● **Instructions for the task**: Copy, from the data below, each line that has the word "MetadataEntry".

● **Provided records**:
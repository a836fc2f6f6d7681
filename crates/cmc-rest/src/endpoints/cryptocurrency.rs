//! Cryptocurrency endpoints
//!
//! ID map, static metadata, latest listings and latest quotes. All four are
//! plain GETs under `/{version}/cryptocurrency`.

use crate::client::CoinMarketCapClient;
use crate::error::RestResult;
use crate::options::{IdMapOptions, ListingOptions, MetadataOptions, QuotesOptions};
use cmc_types::{Envelope, IdMapEntry, MetadataEntry, QuoteEntry, TickerEntry};
use std::collections::HashMap;
use tracing::{debug, instrument};

pub(crate) const ID_MAP_PATH: &str = "/cryptocurrency/map";
pub(crate) const INFO_PATH: &str = "/cryptocurrency/info";
pub(crate) const LISTINGS_LATEST_PATH: &str = "/cryptocurrency/listings/latest";
pub(crate) const QUOTES_LATEST_PATH: &str = "/cryptocurrency/quotes/latest";

/// Cryptocurrency endpoints
pub struct CryptocurrencyEndpoints<'a> {
    client: &'a CoinMarketCapClient,
}

impl<'a> CryptocurrencyEndpoints<'a> {
    pub fn new(client: &'a CoinMarketCapClient) -> Self {
        Self { client }
    }

    /// Get the mapping of all cryptocurrencies to CoinMarketCap ids
    ///
    /// Setting `symbol` resolves only those symbols; the other options are
    /// then left out of the request.
    #[instrument(skip(self))]
    pub async fn id_map(&self, options: &IdMapOptions) -> RestResult<Envelope<Vec<IdMapEntry>>> {
        let query = options.to_query()?;
        debug!("Fetching ID map");

        let envelope: Envelope<Vec<IdMapEntry>> = self.client.get(ID_MAP_PATH, query).await?;
        debug!(entries = envelope.data.len(), "Received ID map");
        Ok(envelope)
    }

    /// Get static metadata for one or more cryptocurrencies
    ///
    /// The result is keyed by the requested id, symbol or slug.
    #[instrument(skip(self))]
    pub async fn info(
        &self,
        options: &MetadataOptions,
    ) -> RestResult<Envelope<HashMap<String, MetadataEntry>>> {
        let query = options.to_query()?;
        debug!("Fetching metadata");

        self.client.get(INFO_PATH, query).await
    }

    /// Get a paginated list of active cryptocurrencies with market data
    #[instrument(skip(self))]
    pub async fn listings_latest(
        &self,
        options: &ListingOptions,
    ) -> RestResult<Envelope<Vec<TickerEntry>>> {
        let query = options.to_query()?;
        debug!("Fetching latest listings");

        let envelope: Envelope<Vec<TickerEntry>> =
            self.client.get(LISTINGS_LATEST_PATH, query).await?;
        debug!(entries = envelope.data.len(), "Received latest listings");
        Ok(envelope)
    }

    /// Get the latest market quotes for one or more cryptocurrencies
    ///
    /// The result is keyed by the requested id, symbol or slug. With
    /// `skip_invalid` set, unknown lookups are left out instead of failing
    /// the whole call.
    #[instrument(skip(self))]
    pub async fn quotes_latest(
        &self,
        options: &QuotesOptions,
    ) -> RestResult<Envelope<HashMap<String, QuoteEntry>>> {
        let query = options.to_query()?;
        debug!("Fetching latest quotes");

        self.client.get(QUOTES_LATEST_PATH, query).await
    }
}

● **Answer box**:
use cmc_types::{Envelope, IdMapEntry, MetadataEntry, QuoteEntry, TickerEntry};
    ) -> RestResult<Envelope<HashMap<String, MetadataEntry>>> {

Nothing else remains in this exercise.